== Segment start ==
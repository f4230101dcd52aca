//! Write barrier
//!
//! A cooperative gate published as a JSON record at a well-known key:
//!
//! ```json
//! {"status": 1, "barrier_timestamp": 1700000000000, "set_by": "cache"}
//! ```
//!
//! Status `1` (locking) is written when a backup asks for a barrier; the
//! lazy writer moves it to `2` (locked) once the backing store holds every
//! write up to the barrier. In both states, writes with a logical time
//! past the barrier are rejected. Each store caches the record in atomics
//! and re-reads it at most once per refresh window.

use serde::{Deserialize, Serialize};
use std::sync::atomic::{AtomicI64, AtomicU8, Ordering};
use std::time::Duration;
use tracing::{debug, info, warn};
use treecache_common::{Error, LogicalTime, Result, now_nanos};
use treecache_kv::KvBackend;

/// Barrier lifecycle as stored in the record
#[derive(Clone, Copy, Debug, PartialEq, Eq, Serialize, Deserialize)]
pub enum BarrierStatus {
    Unlocked,
    /// Published, writers are still draining
    Locking,
    /// Backing store is consistent up to the barrier timestamp
    Locked,
}

impl BarrierStatus {
    const fn code(self) -> u8 {
        match self {
            Self::Unlocked => 0,
            Self::Locking => 1,
            Self::Locked => 2,
        }
    }

    const fn from_code(code: u8) -> Option<Self> {
        match code {
            0 => Some(Self::Unlocked),
            1 => Some(Self::Locking),
            2 => Some(Self::Locked),
            _ => None,
        }
    }

    /// Whether writes past the timestamp are rejected
    #[must_use]
    pub const fn is_blocking(self) -> bool {
        !matches!(self, Self::Unlocked)
    }
}

/// Cached barrier state
#[derive(Clone, Copy, Debug, PartialEq, Eq, Serialize, Deserialize)]
pub struct BarrierState {
    pub status: BarrierStatus,
    pub barrier_timestamp: LogicalTime,
}

#[derive(Debug, Serialize, Deserialize)]
struct BarrierRecord {
    #[serde(default)]
    status: u8,
    #[serde(default)]
    barrier_timestamp: LogicalTime,
    #[serde(default, skip_serializing_if = "Option::is_none")]
    set_by: Option<String>,
}

pub(crate) struct WriteBarrier {
    key: String,
    refresh_interval_ns: i64,
    timestamp: AtomicI64,
    status: AtomicU8,
    last_checked: AtomicI64,
}

impl WriteBarrier {
    pub(crate) fn new(key: impl Into<String>, refresh_interval: Duration) -> Self {
        Self {
            key: key.into(),
            refresh_interval_ns: i64::try_from(refresh_interval.as_nanos()).unwrap_or(i64::MAX),
            timestamp: AtomicI64::new(0),
            status: AtomicU8::new(BarrierStatus::Unlocked.code()),
            // forces a fetch on first use
            last_checked: AtomicI64::new(0),
        }
    }

    /// Cached state, without touching the backing store
    pub(crate) fn cached(&self) -> BarrierState {
        BarrierState {
            status: BarrierStatus::from_code(self.status.load(Ordering::Acquire))
                .unwrap_or(BarrierStatus::Unlocked),
            barrier_timestamp: self.timestamp.load(Ordering::Acquire),
        }
    }

    /// Cached state, refreshed first when the refresh window has passed
    pub(crate) async fn current(&self, backend: &dyn KvBackend) -> BarrierState {
        let elapsed = now_nanos().saturating_sub(self.last_checked.load(Ordering::Acquire));
        if elapsed >= self.refresh_interval_ns {
            self.refresh(backend).await;
        }
        self.cached()
    }

    /// Fail with `BarrierBlocked` when a barrier is up and `op_time` is past it
    pub(crate) async fn check_before_write(
        &self,
        backend: &dyn KvBackend,
        op_time: LogicalTime,
    ) -> Result<()> {
        let state = self.current(backend).await;
        if state.status.is_blocking() && op_time > state.barrier_timestamp {
            return Err(Error::BarrierBlocked {
                op_time,
                barrier_timestamp: state.barrier_timestamp,
            });
        }
        Ok(())
    }

    /// Publish a barrier at `timestamp`
    pub(crate) async fn lock(
        &self,
        backend: &dyn KvBackend,
        timestamp: LogicalTime,
        set_by: &str,
    ) -> Result<()> {
        self.publish(backend, BarrierStatus::Locking, timestamp, Some(set_by))
            .await?;
        info!("Write barrier published at {}", timestamp);
        Ok(())
    }

    /// Promote the locking barrier at `timestamp` to locked; no-op in any
    /// other state or once the barrier was republished elsewhere
    pub(crate) async fn mark_locked(
        &self,
        backend: &dyn KvBackend,
        timestamp: LogicalTime,
    ) -> Result<bool> {
        let state = self.cached();
        if state.status != BarrierStatus::Locking || state.barrier_timestamp != timestamp {
            return Ok(false);
        }
        self.publish(backend, BarrierStatus::Locked, state.barrier_timestamp, None)
            .await?;
        info!(
            "Write barrier at {} locked, cache drained",
            state.barrier_timestamp
        );
        Ok(true)
    }

    pub(crate) async fn unlock(&self, backend: &dyn KvBackend) -> Result<()> {
        self.publish(backend, BarrierStatus::Unlocked, 0, None).await?;
        info!("Write barrier released");
        Ok(())
    }

    async fn publish(
        &self,
        backend: &dyn KvBackend,
        status: BarrierStatus,
        timestamp: LogicalTime,
        set_by: Option<&str>,
    ) -> Result<()> {
        let record = BarrierRecord {
            status: status.code(),
            barrier_timestamp: timestamp,
            set_by: set_by.map(str::to_string),
        };
        let raw = serde_json::to_vec(&record).map_err(|e| Error::Serialization(e.to_string()))?;
        backend.put(&self.key, raw.into()).await?;
        self.update(status, timestamp);
        Ok(())
    }

    async fn refresh(&self, backend: &dyn KvBackend) {
        let record = match backend.get(&self.key).await {
            Ok(None) => BarrierRecord {
                status: BarrierStatus::Unlocked.code(),
                barrier_timestamp: 0,
                set_by: None,
            },
            Ok(Some(entry)) => match serde_json::from_slice::<BarrierRecord>(&entry.value) {
                Ok(record) => record,
                Err(e) => {
                    warn!("Unreadable write barrier record at {}: {}", self.key, e);
                    return;
                }
            },
            Err(e) => {
                debug!("Write barrier refresh failed, keeping cached state: {}", e);
                return;
            }
        };
        let Some(status) = BarrierStatus::from_code(record.status) else {
            warn!(
                "Unknown write barrier status {} at {}, keeping cached state",
                record.status, self.key
            );
            return;
        };
        self.update(status, record.barrier_timestamp);
    }

    fn update(&self, status: BarrierStatus, timestamp: LogicalTime) {
        self.timestamp.store(timestamp, Ordering::Release);
        self.status.store(status.code(), Ordering::Release);
        self.last_checked.store(now_nanos(), Ordering::Release);
    }
}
== Segment end ==
** Exercise **
"past" is the string to look for; please copy every line of the records above where it appears.

** Exercise output **
//! past the barrier are rejected. Each store caches the record in atomics
    /// Whether writes past the timestamp are rejected
    /// Fail with `BarrierBlocked` when a barrier is up and `op_time` is past it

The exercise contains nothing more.